This reasoning is reinforced, as discussed for example in Ref.  [38], by the fact that for a single neutral scalar field with both cubic and quartic couplings, the full bounds from unitarity on the cubic coupling are generally less constraining that those from vacuum stability plus the upper limit on the quartic from unitarity. On the other hand, this naive picture does not necessarily hold for models with colourful states, or more scalars, but up until now there was no simple way of deriving the unitarity constraints for such theories. To our knowledge, such bounds had only been applied in a model with a colour octet in Refs.  [44, 55, 56]Footnote 2 (in the large scattering momentum limit only); and in the (N)MSSM in Refs. [25, 26] (with a scan over scattering momentum as discussed here) and [57] (using an earlier version of the code described in this paper). In the latter reference, a comparison of unitarity and vacuum stability bounds was performed for the Higgs-squark sector where the conclusion was that the unitarity constraints on the trilinear and quartic couplings between scalars were irrelevant in the MSSM (where the quartic couplings are given only by gauge and Yukawa couplings) but were complementary to the vacuum stability constraint in the NMSSM. However, in those models the colourful scalar sectors interact only with the Higgs scalars, which cannot provide a dark matter candidate. We also point to Ref. [58], which makes use of the routines described here to constrain models of radiative fermion mass generation.

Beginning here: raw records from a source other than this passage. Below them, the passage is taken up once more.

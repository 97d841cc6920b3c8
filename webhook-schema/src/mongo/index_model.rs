//! Conversions between index specs and MongoDB index models.

use mongodb::bson::{doc, to_document, Bson, Document};
use mongodb::options::IndexOptions as MongoIndexOptions;
use mongodb::IndexModel;

use crate::types::{ExistingIndex, IndexSpec, KeyType, SortDirection};

/// Build the key document of a spec, e.g. `{ "timestamp": -1 }`.
///
/// Key order is preserved; it is significant for compound indexes.
pub fn keys_document(spec: &IndexSpec) -> Document {
    let mut keys = Document::new();
    for (field, direction) in &spec.keys {
        keys.insert(field.as_str(), direction.as_i32());
    }
    keys
}

/// Build the `createIndexes` model for a spec.
///
/// The name is always set explicitly so the created index carries exactly
/// the name the planner compared against.
pub fn index_model_from_spec(spec: &IndexSpec) -> IndexModel {
    let mut options = MongoIndexOptions::default();
    options.name = Some(spec.name());
    if spec.options.unique {
        options.unique = Some(true);
    }
    if spec.options.sparse {
        options.sparse = Some(true);
    }
    options.expire_after = spec.options.expire_after;

    IndexModel::builder()
        .keys(keys_document(spec))
        .options(options)
        .build()
}

fn key_type(value: &Bson) -> KeyType {
    let number = match value {
        Bson::Int32(v) => Some(f64::from(*v)),
        Bson::Int64(v) => Some(*v as f64),
        Bson::Double(v) => Some(*v),
        Bson::String(kind) => return KeyType::Special(kind.clone()),
        _ => None,
    };
    match number.and_then(SortDirection::from_number) {
        Some(direction) => KeyType::Ordered(direction),
        None => KeyType::Special(value.to_string()),
    }
}

/// Convert an index model returned by `listIndexes` into the catalog view.
pub fn existing_index_from_model(model: &IndexModel) -> ExistingIndex {
    let keys: Vec<(String, KeyType)> = model
        .keys
        .iter()
        .map(|(field, value)| (field.clone(), key_type(value)))
        .collect();
    let options = model.options.as_ref();

    let name = options.and_then(|o| o.name.clone()).unwrap_or_else(|| {
        keys.iter()
            .map(|(field, key_type)| match key_type {
                KeyType::Ordered(direction) => format!("{}_{}", field, direction),
                KeyType::Special(kind) => format!("{}_{}", field, kind),
            })
            .collect::<Vec<_>>()
            .join("_")
    });

    ExistingIndex {
        name,
        keys,
        unique: options.and_then(|o| o.unique).unwrap_or(false),
        sparse: options.and_then(|o| o.sparse).unwrap_or(false),
        expire_after: options.and_then(|o| o.expire_after),
        partial_filter_expression: options.and_then(|o| o.partial_filter_expression.clone()),
        collation: options.and_then(|o| o.collation.as_ref()).map(|collation| {
            to_document(collation).unwrap_or_else(|_| doc! { "locale": collation.locale.clone() })
        }),
        hidden: options.and_then(|o| o.hidden).unwrap_or(false),
    }
}
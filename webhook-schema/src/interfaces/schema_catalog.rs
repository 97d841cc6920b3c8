//! Schema catalog trait definition.
//!
//! This module defines the abstract interface to a database server's catalog:
//! the small set of "ensure exists" operations the initializer needs.

use async_trait::async_trait;

use crate::errors::InitError;
use crate::types::{ExistingIndex, IndexSpec};

/// Abstracts the database server the schema is applied to (MongoDB, in-memory, etc.).
///
/// Implementations are injected into `SchemaInitializer`. Every mutating
/// operation has create-if-absent semantics: asking for something that already
/// exists in an equivalent form is not an error.
///
/// None of these operations reads, modifies or deletes documents.
#[async_trait]
pub trait SchemaCatalog: Send + Sync {
    /// Check the server is reachable.
    ///
    /// # Returns
    ///
    /// * `Ok(())` - If the server answered
    /// * `Err(InitError::ConnectionError)` - If it could not be reached
    async fn ping(&self) -> Result<(), InitError>;

    /// Whether the collection exists in the database.
    async fn collection_exists(
        &self,
        database: &str,
        collection: &str,
    ) -> Result<bool, InitError>;

    /// Create the collection unless it already exists.
    ///
    /// # Returns
    ///
    /// * `Ok(true)` - If the collection was created by this call
    /// * `Ok(false)` - If it already existed
    /// * `Err(InitError)` - If creation failed
    async fn create_collection(
        &self,
        database: &str,
        collection: &str,
    ) -> Result<bool, InitError>;

    /// List the indexes of a collection, including the primary-key index.
    ///
    /// A collection that does not exist has no indexes; this is not an error.
    async fn list_indexes(
        &self,
        database: &str,
        collection: &str,
    ) -> Result<Vec<ExistingIndex>, InitError>;

    /// Create an index unless an equivalent one already exists.
    ///
    /// # Returns
    ///
    /// * `Ok(String)` - The name of the created (or already present) index
    /// * `Err(InitError::SchemaConflictError)` - If an index with the same name or
    ///   keys exists with a different definition
    async fn create_index(
        &self,
        database: &str,
        collection: &str,
        spec: &IndexSpec,
    ) -> Result<String, InitError>;

    /// Release the connection. Called once, on every exit path.
    async fn close(&self) {}
}
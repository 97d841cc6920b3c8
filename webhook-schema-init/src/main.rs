//! Webhook Schema Init Main Entry Point
//!
//! Prepares the MongoDB collection and indexes used to store captured webhook
//! requests. Intended to run once per deployment, e.g. as a container
//! entrypoint; the exit status tells the deployment whether it worked.

use std::env;
use std::process::ExitCode;

use dotenv::dotenv;
use tracing::{error, info};
use tracing_subscriber::{layer::SubscriberExt, util::SubscriberInitExt, EnvFilter};
use webhook_schema_init::{connect_and_run, BootstrapError, Dependencies, InitConfig, Outcome};

/// Initialize tracing/logging.
///
/// `LOG_FORMAT=json` switches to structured JSON lines; anything else gives
/// console output. Events go to stdout.
fn init_tracing() {
    let filter = EnvFilter::try_from_default_env()
        .unwrap_or_else(|_| EnvFilter::new("webhook_schema=info,webhook_schema_init=info"));

    let json = env::var("LOG_FORMAT")
        .map(|format| format.eq_ignore_ascii_case("json"))
        .unwrap_or(false);

    if json {
        tracing_subscriber::registry()
            .with(filter)
            .with(tracing_subscriber::fmt::layer().json().with_target(true))
            .init();
    } else {
        tracing_subscriber::registry()
            .with(filter)
            .with(tracing_subscriber::fmt::layer().with_target(false))
            .init();
    }

    info!(
        service_name = "webhook-schema-init",
        service_version = env!("CARGO_PKG_VERSION"),
        "Tracing initialized"
    );
}

async fn start() -> Result<Outcome, BootstrapError> {
    let config = InitConfig::from_env()?;
    connect_and_run(Dependencies::new(&config), config.mode, config.run_timeout).await
}

#[tokio::main(flavor = "current_thread")]
async fn main() -> ExitCode {
    // Load environment variables from .env file
    dotenv().ok();

    init_tracing();

    match start().await {
        Ok(Outcome::Initialized(report)) => {
            info!(
                database = %report.database,
                collection = %report.collection,
                created = ?report.created,
                "Schema initialization finished"
            );
            ExitCode::SUCCESS
        }
        Ok(Outcome::Checked(plan)) => {
            info!(indexes = plan.indexes.len(), "Schema check finished");
            ExitCode::SUCCESS
        }
        Err(e) => {
            error!(error = %e, exit_code = e.exit_code(), "Schema initialization failed");
            ExitCode::from(e.exit_code())
        }
    }
}
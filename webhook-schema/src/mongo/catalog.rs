//! MongoDB catalog implementation.
//!
//! This module provides the concrete implementation of `SchemaCatalog`
//! using the MongoDB Rust driver.

use std::time::Duration;

use async_trait::async_trait;
use futures::TryStreamExt;
use mongodb::bson::{doc, Document};
use mongodb::options::ClientOptions;
use mongodb::{Client, IndexModel};
use tracing::{debug, info};

use crate::errors::{command_code, InitError, CODE_NAMESPACE_EXISTS, CODE_NAMESPACE_NOT_FOUND};
use crate::interfaces::SchemaCatalog;
use crate::mongo::index_model::{existing_index_from_model, index_model_from_spec};
use crate::types::{ExistingIndex, IndexSpec};

/// Application name reported to the server in connection handshakes.
const APP_NAME: &str = "webhook-schema-init";

/// MongoDB catalog implementation.
///
/// Owns a driver `Client` for the duration of one initialization run.
///
/// # Example
///
/// ```ignore
/// let catalog = MongoCatalog::connect("mongodb://localhost:27017", Duration::from_secs(10)).await?;
/// catalog.ping().await?;
/// let indexes = catalog.list_indexes("webhook_db", "webhook_requests").await?;
/// catalog.close().await;
/// ```
pub struct MongoCatalog {
    client: Client,
}

impl MongoCatalog {
    /// Create a catalog for the server at `uri`.
    ///
    /// The driver connects lazily; the first command (usually `ping`) is where an
    /// unreachable server shows up. `timeout` bounds server selection and the
    /// initial TCP connect.
    ///
    /// # Arguments
    ///
    /// * `uri` - The MongoDB connection string (e.g., "mongodb://localhost:27017")
    /// * `timeout` - Server selection and connect timeout
    ///
    /// # Returns
    ///
    /// * `Ok(MongoCatalog)` - A new catalog instance
    /// * `Err(InitError)` - If the connection string is invalid or unresolvable
    pub async fn connect(uri: &str, timeout: Duration) -> Result<Self, InitError> {
        let mut options = ClientOptions::parse(uri).await?;
        options.server_selection_timeout = Some(timeout);
        options.connect_timeout = Some(timeout);
        if options.app_name.is_none() {
            options.app_name = Some(APP_NAME.to_string());
        }

        let hosts: Vec<String> = options.hosts.iter().map(|h| h.to_string()).collect();
        let client = Client::with_options(options)?;

        info!(
            hosts = ?hosts,
            timeout_secs = timeout.as_secs(),
            "Created MongoDB catalog"
        );

        Ok(Self { client })
    }

    fn collection(&self, database: &str, collection: &str) -> mongodb::Collection<Document> {
        self.client.database(database).collection::<Document>(collection)
    }
}

#[async_trait]
impl SchemaCatalog for MongoCatalog {
    async fn ping(&self) -> Result<(), InitError> {
        self.client
            .database("admin")
            .run_command(doc! { "ping": 1 })
            .await?;
        debug!("MongoDB answered ping");
        Ok(())
    }

    async fn collection_exists(
        &self,
        database: &str,
        collection: &str,
    ) -> Result<bool, InitError> {
        let names = self
            .client
            .database(database)
            .list_collection_names()
            .filter(doc! { "name": collection })
            .await?;
        Ok(names.iter().any(|name| name == collection))
    }

    async fn create_collection(
        &self,
        database: &str,
        collection: &str,
    ) -> Result<bool, InitError> {
        match self
            .client
            .database(database)
            .create_collection(collection)
            .await
        {
            Ok(()) => Ok(true),
            Err(e) if command_code(&e) == Some(CODE_NAMESPACE_EXISTS) => {
                debug!(database = %database, collection = %collection, "Collection already exists");
                Ok(false)
            }
            Err(e) => Err(e.into()),
        }
    }

    async fn list_indexes(
        &self,
        database: &str,
        collection: &str,
    ) -> Result<Vec<ExistingIndex>, InitError> {
        let cursor = match self.collection(database, collection).list_indexes().await {
            Ok(cursor) => cursor,
            Err(e) if command_code(&e) == Some(CODE_NAMESPACE_NOT_FOUND) => return Ok(Vec::new()),
            Err(e) => return Err(e.into()),
        };

        let models: Vec<IndexModel> = cursor.try_collect().await?;
        Ok(models.iter().map(existing_index_from_model).collect())
    }

    async fn create_index(
        &self,
        database: &str,
        collection: &str,
        spec: &IndexSpec,
    ) -> Result<String, InitError> {
        let name = spec.name();
        let model = index_model_from_spec(spec);

        match self.collection(database, collection).create_index(model).await {
            Ok(result) => Ok(result.index_name),
            Err(e) => match command_code(&e) {
                Some(code) => Err(InitError::from_command_code(
                    code,
                    &e.to_string(),
                    Some(&name),
                )),
                None => Err(e.into()),
            },
        }
    }

    async fn close(&self) {
        self.client.clone().shutdown().await;
        debug!("MongoDB client shut down");
    }
}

In this paper we shall investigate in detail the (genuine) complementarity of the requirements of (full) unitarity including finite momentum scattering, vacuum stability and relic density to place an upper bound on a scalar dark matter model with colourful mediators for the first time, which will allow us to put an upper bound on the dark matter mass well below the Griest–Kamionkowski limit. In Sect. 2 we describe our model and how we have calculated vacuum stability bounds for it; in Sect. 3 we describe the automatisation of the group theory calculations as we have implemented in SARAH v4.14.4; in Sect. 4 we describe the procedure that we used to investigate the parameter space of our model and show the results, giving an upper bound on the mass of the dark matter particle.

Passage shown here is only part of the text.